- Action item -
Where does the word "text" show up in the records? Copy every line that has it.

(Dataset excerpts)
== Segment start ==

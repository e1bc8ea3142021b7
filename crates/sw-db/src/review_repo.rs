use crate::util::{decode_enum, decode_json, encode_enum, encode_json, from_rfc3339, to_rfc3339};
use rusqlite::Connection;
use sw_core::error::ReviewError;
use sw_core::reviews::ReviewRepository;
use sw_core::types::{
    CreateReviewInput, MessageId, ProjectId, Review, ReviewId, ReviewIssue, ReviewResult,
    ReviewStatus,
};

const REVIEW_COLUMNS: &str = "id, project_id, status, trigger_message_id, summary, overall_score, issues, strengths, recommendations, cost, created_at, completed_at";

pub struct ReviewRepo<'a> {
    pub conn: &'a Connection,
}

impl<'a> ReviewRepo<'a> {
    pub fn new(conn: &'a Connection) -> Self {
        Self { conn }
    }
}

impl ReviewRepository for ReviewRepo<'_> {
    fn create(&self, input: CreateReviewInput) -> Result<Review, ReviewError> {
        let now = chrono::Utc::now();
        let review = Review {
            id: ReviewId::generate(),
            project_id: input.project_id,
            status: ReviewStatus::Running,
            trigger_message_id: input.trigger_message_id,
            summary: None,
            overall_score: None,
            issues: Vec::new(),
            strengths: Vec::new(),
            recommendations: Vec::new(),
            cost: None,
            created_at: now,
            completed_at: None,
        };

        let sql = "INSERT INTO reviews (id, project_id, status, trigger_message_id, created_at) VALUES (?1, ?2, ?3, ?4, ?5)";
        let params = (
            review.id.as_str(),
            review.project_id.as_str(),
            encode_enum(&review.status).map_err(|err| ReviewError::InvalidInput {
                message: err.to_string(),
            })?,
            review.trigger_message_id.as_ref().map(|id| id.as_str()),
            to_rfc3339(&review.created_at),
        );
        self.conn
            .execute(sql, params)
            .map_err(|err| ReviewError::InvalidInput {
                message: err.to_string(),
            })?;

        Ok(review)
    }

    fn get(&self, id: &ReviewId) -> Result<Option<Review>, ReviewError> {
        let sql = format!("SELECT {REVIEW_COLUMNS} FROM reviews WHERE id = ?1");
        let mut stmt = self
            .conn
            .prepare(&sql)
            .map_err(|err| ReviewError::InvalidInput {
                message: err.to_string(),
            })?;
        let mut rows = stmt
            .query([id.as_str()])
            .map_err(|err| ReviewError::InvalidInput {
                message: err.to_string(),
            })?;
        let Some(row) = rows.next().map_err(|err| ReviewError::InvalidInput {
            message: err.to_string(),
        })?
        else {
            return Ok(None);
        };
        map_review_row(row).map(Some)
    }

    fn get_running_for_project(
        &self,
        project_id: &ProjectId,
    ) -> Result<Option<Review>, ReviewError> {
        let sql = format!(
            "SELECT {REVIEW_COLUMNS} FROM reviews WHERE project_id = ?1 AND status = 'RUNNING' ORDER BY created_at DESC LIMIT 1"
        );
        let mut stmt = self
            .conn
            .prepare(&sql)
            .map_err(|err| ReviewError::InvalidInput {
                message: err.to_string(),
            })?;
        let mut rows = stmt
            .query([project_id.as_str()])
            .map_err(|err| ReviewError::InvalidInput {
                message: err.to_string(),
            })?;
        let Some(row) = rows.next().map_err(|err| ReviewError::InvalidInput {
            message: err.to_string(),
        })?
        else {
            return Ok(None);
        };
        map_review_row(row).map(Some)
    }

    fn list_for_project(
        &self,
        project_id: &ProjectId,
        limit: u32,
    ) -> Result<Vec<Review>, ReviewError> {
        let sql = format!(
            "SELECT {REVIEW_COLUMNS} FROM reviews WHERE project_id = ?1 ORDER BY created_at DESC LIMIT ?2"
        );
        let mut stmt = self
            .conn
            .prepare(&sql)
            .map_err(|err| ReviewError::InvalidInput {
                message: err.to_string(),
            })?;
        let mut rows = stmt
            .query((project_id.as_str(), limit))
            .map_err(|err| ReviewError::InvalidInput {
                message: err.to_string(),
            })?;
        let mut reviews = Vec::new();
        while let Some(row) = rows.next().map_err(|err| ReviewError::InvalidInput {
            message: err.to_string(),
        })? {
            reviews.push(map_review_row(row)?);
        }
        Ok(reviews)
    }

    fn set_status(&self, id: &ReviewId, status: ReviewStatus) -> Result<Review, ReviewError> {
        let mut review = self.get(id)?.ok_or(ReviewError::NotFound)?;
        review.status = status;
        if status.is_terminal() && review.completed_at.is_none() {
            review.completed_at = Some(chrono::Utc::now());
        }

        let sql = "UPDATE reviews SET status = ?1, completed_at = ?2 WHERE id = ?3";
        let params = (
            encode_enum(&review.status).map_err(|err| ReviewError::InvalidInput {
                message: err.to_string(),
            })?,
            review.completed_at.map(|value| to_rfc3339(&value)),
            review.id.as_str(),
        );
        self.conn
            .execute(sql, params)
            .map_err(|err| ReviewError::InvalidInput {
                message: err.to_string(),
            })?;

        Ok(review)
    }

    fn set_failed(&self, id: &ReviewId, summary: &str) -> Result<Review, ReviewError> {
        let mut review = self.get(id)?.ok_or(ReviewError::NotFound)?;
        review.status = ReviewStatus::Failed;
        review.summary = Some(summary.to_string());
        review.completed_at = Some(chrono::Utc::now());

        let sql = "UPDATE reviews SET status = 'FAILED', summary = ?1, completed_at = ?2 WHERE id = ?3";
        let params = (
            summary,
            review.completed_at.map(|value| to_rfc3339(&value)),
            review.id.as_str(),
        );
        self.conn
            .execute(sql, params)
            .map_err(|err| ReviewError::InvalidInput {
                message: err.to_string(),
            })?;

        Ok(review)
    }

    fn set_result(
        &self,
        id: &ReviewId,
        result: &ReviewResult,
        cost: f64,
    ) -> Result<Review, ReviewError> {
        let mut review = self.get(id)?.ok_or(ReviewError::NotFound)?;
        review.status = ReviewStatus::Completed;
        review.summary = Some(result.summary.clone());
        review.overall_score = Some(result.overall_score);
        review.issues = result.issues.clone();
        review.strengths = result.strengths.clone();
        review.recommendations = result.recommendations.clone();
        review.cost = Some(cost);
        review.completed_at = Some(chrono::Utc::now());

        let sql = "UPDATE reviews SET status = 'COMPLETED', summary = ?1, overall_score = ?2, issues = ?3, strengths = ?4, recommendations = ?5, cost = ?6, completed_at = ?7 WHERE id = ?8";
        let params = (
            result.summary.clone(),
            i64::from(result.overall_score),
            encode_json(&result.issues).map_err(|err| ReviewError::InvalidInput {
                message: err.to_string(),
            })?,
            encode_json(&result.strengths).map_err(|err| ReviewError::InvalidInput {
                message: err.to_string(),
            })?,
            encode_json(&result.recommendations).map_err(|err| ReviewError::InvalidInput {
                message: err.to_string(),
            })?,
            cost,
            review.completed_at.map(|value| to_rfc3339(&value)),
            review.id.as_str(),
        );
        self.conn
            .execute(sql, params)
            .map_err(|err| ReviewError::InvalidInput {
                message: err.to_string(),
            })?;

        Ok(review)
    }
}

fn map_review_row(row: &rusqlite::Row<'_>) -> Result<Review, ReviewError> {
    let id: String = row.get(0).map_err(|err| ReviewError::InvalidInput {
        message: err.to_string(),
    })?;
    let project_id: String = row.get(1).map_err(|err| ReviewError::InvalidInput {
        message: err.to_string(),
    })?;
    let status: String = row.get(2).map_err(|err| ReviewError::InvalidInput {
        message: err.to_string(),
    })?;
    let trigger_message_id: Option<String> =
        row.get(3).map_err(|err| ReviewError::InvalidInput {
            message: err.to_string(),
        })?;
    let summary: Option<String> = row.get(4).map_err(|err| ReviewError::InvalidInput {
        message: err.to_string(),
    })?;
    let overall_score: Option<i64> = row.get(5).map_err(|err| ReviewError::InvalidInput {
        message: err.to_string(),
    })?;
    let issues: String = row.get(6).map_err(|err| ReviewError::InvalidInput {
        message: err.to_string(),
    })?;
    let strengths: String = row.get(7).map_err(|err| ReviewError::InvalidInput {
        message: err.to_string(),
    })?;
    let recommendations: String = row.get(8).map_err(|err| ReviewError::InvalidInput {
        message: err.to_string(),
    })?;
    let cost: Option<f64> = row.get(9).map_err(|err| ReviewError::InvalidInput {
        message: err.to_string(),
    })?;
    let created_at: String = row.get(10).map_err(|err| ReviewError::InvalidInput {
        message: err.to_string(),
    })?;
    let completed_at: Option<String> = row.get(11).map_err(|err| ReviewError::InvalidInput {
        message: err.to_string(),
    })?;

    let id = ReviewId::new(id).map_err(|err| ReviewError::InvalidInput {
        message: err.to_string(),
    })?;
    let project_id = ProjectId::new(project_id).map_err(|err| ReviewError::InvalidInput {
        message: err.to_string(),
    })?;
    let status: ReviewStatus = decode_enum(&status).map_err(|err| ReviewError::InvalidInput {
        message: err.to_string(),
    })?;
    let trigger_message_id = trigger_message_id
        .map(MessageId::new)
        .transpose()
        .map_err(|err| ReviewError::InvalidInput {
            message: err.to_string(),
        })?;
    let issues: Vec<ReviewIssue> =
        decode_json(&issues).map_err(|err| ReviewError::InvalidInput {
            message: err.to_string(),
        })?;
    let strengths: Vec<String> =
        decode_json(&strengths).map_err(|err| ReviewError::InvalidInput {
            message: err.to_string(),
        })?;
    let recommendations: Vec<String> =
        decode_json(&recommendations).map_err(|err| ReviewError::InvalidInput {
            message: err.to_string(),
        })?;

    Ok(Review {
        id,
        project_id,
        status,
        trigger_message_id,
        summary,
        overall_score: overall_score.map(|value| value.clamp(0, 100) as u8),
        issues,
        strengths,
        recommendations,
        cost,
        created_at: from_rfc3339(&created_at).map_err(|err| ReviewError::InvalidInput {
            message: err.to_string(),
        })?,
        completed_at: completed_at
            .map(|value| from_rfc3339(&value))
            .transpose()
            .map_err(|err| ReviewError::InvalidInput {
                message: err.to_string(),
            })?,
    })
}
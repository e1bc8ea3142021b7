use chrono::{DateTime, Utc};
use serde::Serialize;
use serde::de::DeserializeOwned;
use serde_json::Value;
use thiserror::Error;

/// Column-level codec failures. Repos flatten these into their own invalid
/// input errors, so the variants only matter for the message text.
#[derive(Debug, Error)]
pub enum DbError {
    #[error("json column codec failed: {message}")]
    Json { message: String },
    #[error("enum column holds a non-string value: {value}")]
    NonStringEnum { value: String },
    #[error("timestamp column is not rfc3339: {value}")]
    BadTimestamp { value: String },
}

impl DbError {
    fn json(err: serde_json::Error) -> Self {
        Self::Json {
            message: err.to_string(),
        }
    }
}

pub fn to_rfc3339(value: &DateTime<Utc>) -> String {
    value.to_rfc3339()
}

pub fn from_rfc3339(value: &str) -> Result<DateTime<Utc>, DbError> {
    let parsed = DateTime::parse_from_rfc3339(value).map_err(|_| DbError::BadTimestamp {
        value: value.to_string(),
    })?;
    Ok(parsed.with_timezone(&Utc))
}

pub fn encode_json<T: Serialize>(value: &T) -> Result<String, DbError> {
    serde_json::to_string(value).map_err(DbError::json)
}

pub fn decode_json<T: DeserializeOwned>(value: &str) -> Result<T, DbError> {
    serde_json::from_str(value).map_err(DbError::json)
}

/// Enums persist as their serde string form, one bare word per column.
pub fn encode_enum<T: Serialize>(value: &T) -> Result<String, DbError> {
    match serde_json::to_value(value).map_err(DbError::json)? {
        Value::String(text) => Ok(text),
        other => Err(DbError::NonStringEnum {
            value: other.to_string(),
        }),
    }
}

pub fn decode_enum<T: DeserializeOwned>(value: &str) -> Result<T, DbError> {
    serde_json::from_value(Value::String(value.to_string())).map_err(DbError::json)
}

#[cfg(test)]
mod tests {
    use super::*;
    use sw_core::types::ReviewStatus;

    #[test]
    fn test_enum_round_trip_uses_wire_casing() {
        let encoded = encode_enum(&ReviewStatus::AutoFixing).expect("encode");
        assert_eq!(encoded, "AUTO_FIXING");
        let decoded: ReviewStatus = decode_enum(&encoded).expect("decode");
        assert_eq!(decoded, ReviewStatus::AutoFixing);
    }

    #[test]
    fn test_decode_enum_rejects_unknown_value() {
        assert!(decode_enum::<ReviewStatus>("PENDING").is_err());
    }

    #[test]
    fn test_timestamp_round_trip() {
        let now = Utc::now();
        let parsed = from_rfc3339(&to_rfc3339(&now)).expect("parse");
        assert_eq!(parsed, now);
    }

    #[test]
    fn test_bad_timestamp_is_an_error() {
        assert!(from_rfc3339("yesterday").is_err());
    }
}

== Segment end ==

- Expected output -
/// input errors, so the variants only matter for the message text.
        Value::String(text) => Ok(text),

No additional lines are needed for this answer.